Perfil de un perpetrador. El impacto de la colusión. Más de la mitad de los fraudes en el año 2014 fueron cometidos por un solo autor, sin embargo cuando dos o más personas conspiran para cometer un fraude laboral, las pérdidas aumentan drásticamente. Cuando los empleados se coluden en un esquema de fraude, pueden alterar el sistema de control interno de la organización fácilmente, lo que les permite robar grandes cantidades de recursos. Por otra parte, en un esquema de participación con múltiples autores, hay más personas que esperan un pago o retribución por su participación, lo que explica por qué los fraudes de múltiples agresores tienden a implicar mayores pérdidas. Curiosamente, no hay alguna correlación entre el número de autores y la duración de los regímenes laborales; pero los fraudes con múltiples autores no tienden a durar más tiempo que un fraude de un solo defraudador, a pesar de que causa pérdidas mucho más grandes.

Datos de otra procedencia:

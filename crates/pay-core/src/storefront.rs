//! # Storefront Settings
//!
//! Routes and contact details shared by the server and the browser pages.
//! Loaded from `config/storefront.toml` when present.

use crate::error::{PaymentError, PaymentResult};
use crate::session::CHECKOUT_SESSION_ID_PLACEHOLDER;
use serde::{Deserialize, Serialize};

#[derive(Debug, Clone, PartialEq, Eq, Serialize, Deserialize)]
#[serde(default)]
pub struct Storefront {
    /// Shown on the confirmation message
    pub support_email: String,

    /// Checkout entry route; the return page redirects here for open sessions
    pub checkout_path: String,

    /// Route the embedded widget returns to after completion
    pub return_path: String,
}

impl Default for Storefront {
    fn default() -> Self {
        Self {
            support_email: "orders@example.com".to_string(),
            checkout_path: "/checkout".to_string(),
            return_path: "/return".to_string(),
        }
    }
}

impl Storefront {
    /// Parse settings from TOML; missing keys keep their defaults
    pub fn from_toml(content: &str) -> PaymentResult<Self> {
        let storefront: Self =
            toml::from_str(content).map_err(|e| PaymentError::Configuration(e.to_string()))?;
        storefront.validate()?;
        Ok(storefront)
    }

    /// Both page routes must be distinct absolute paths without
    /// query, fragment or capture syntax.
    pub fn validate(&self) -> PaymentResult<()> {
        for (key, path) in [
            ("checkout_path", &self.checkout_path),
            ("return_path", &self.return_path),
        ] {
            let valid = path.len() > 1
                && path.starts_with('/')
                && !path.contains(|c: char| {
                    matches!(c, '?' | '#' | '{' | '}' | '*' | ':') || c.is_whitespace()
                });
            if !valid {
                return Err(PaymentError::Configuration(format!(
                    "{} must be an absolute path like /checkout, got {:?}",
                    key, path
                )));
            }
        }

        if self.checkout_path == self.return_path {
            return Err(PaymentError::Configuration(format!(
                "checkout_path and return_path are both {}",
                self.checkout_path
            )));
        }

        Ok(())
    }

    /// Return target for a new checkout session, e.g.
    /// `https://shop.test/return?session_id={CHECKOUT_SESSION_ID}`.
    ///
    /// The placeholder is resolved by the widget runtime, not by us.
    pub fn return_url(&self, origin: &str) -> String {
        format!(
            "{}{}?session_id={}",
            origin.trim_end_matches('/'),
            self.return_path,
            CHECKOUT_SESSION_ID_PLACEHOLDER
        )
    }
}

#[cfg(test)]
mod tests {
    use super::*;

    #[test]
    fn test_return_url() {
        let storefront = Storefront::default();
        assert_eq!(
            storefront.return_url("https://shop.test"),
            "https://shop.test/return?session_id={CHECKOUT_SESSION_ID}"
        );
        assert_eq!(
            storefront.return_url("http://localhost:8080/"),
            "http://localhost:8080/return?session_id={CHECKOUT_SESSION_ID}"
        );
    }

    #[test]
    fn test_partial_toml_keeps_defaults() {
        let storefront = Storefront::from_toml(r#"support_email = "help@shop.test""#).unwrap();
        assert_eq!(storefront.support_email, "help@shop.test");
        assert_eq!(storefront.checkout_path, "/checkout");
        assert_eq!(storefront.return_path, "/return");
    }

    #[test]
    fn test_route_paths_are_validated() {
        for content in [
            r#"checkout_path = "checkout""#,
            r#"return_path = "/""#,
            r#"return_path = """#,
            r#"checkout_path = "/pay/{id}""#,
            r#"return_path = "/done?x=1""#,
            r#"return_path = "/checkout""#,
        ] {
            assert!(
                matches!(
                    Storefront::from_toml(content),
                    Err(PaymentError::Configuration(_))
                ),
                "{}",
                content
            );
        }

        let storefront = Storefront::from_toml(
            r#"
checkout_path = "/shop/pay"
return_path = "/shop/done"
"#,
        )
        .unwrap();
        assert_eq!(storefront.checkout_path, "/shop/pay");
        assert!(Storefront::default().validate().is_ok());
    }

    #[test]
    fn test_invalid_toml() {
        assert!(matches!(
            Storefront::from_toml("support_email = ["),
            Err(PaymentError::Configuration(_))
        ));
    }
}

Perfil de un perpetrador. El nivel educativo y cultural del perpetrador son otros aspectos que deben ser tenidos en cuenta al momento de realizar un perfil. Tal como se muestra en la figura, los defraudadores con un título universitario causaron pérdidas promedios en el 2014 que eran dos veces más altos que las pérdidas causadas por aquellos individuos con alguna educación universitaria, y dos veces y media mayor que aquellos con grados de secundaria o menos. Se considera que el nivel educativo es un factor secundario en la predicción de la pérdida. Sin embargo, se demuestra que miembros del personal de alto nivel social tienden a ser más altamente educado, y es su autoridad dentro de sus organizaciones, no sus grados, que probablemente explica por qué sus esquemas tienden a costar más. Por ejemplo, el 66% de los propietarios y/o ejecutivos estafadores tenía ya sea una carrera universitaria completa o un título de postgrado. Entre los gestores de ese número fue de 51%, y entre los empleados de la tasa se redujo a 26%. Igualmente, también es posible que los estafadores de más alto nivel de educación tengan un mayor conocimiento técnico y habilidades que les ayuden a tener más éxito en sus planes de fraude.

Perfil de un perpetrador Áreas de mayor vulnerabilidad. La presente gráfica muestra los departamentos de mayor vulnerabilidad en los cuales los perpetradores se encuentran laborando y donde tienen mayor acceso a la información. El departamento contable representa el lugar donde los delincuentes cometen más fraudes, mientras que las áreas legales, investigación y desarrollo no fueron las más ideales o escogidas por los criminales para cometer los delitos.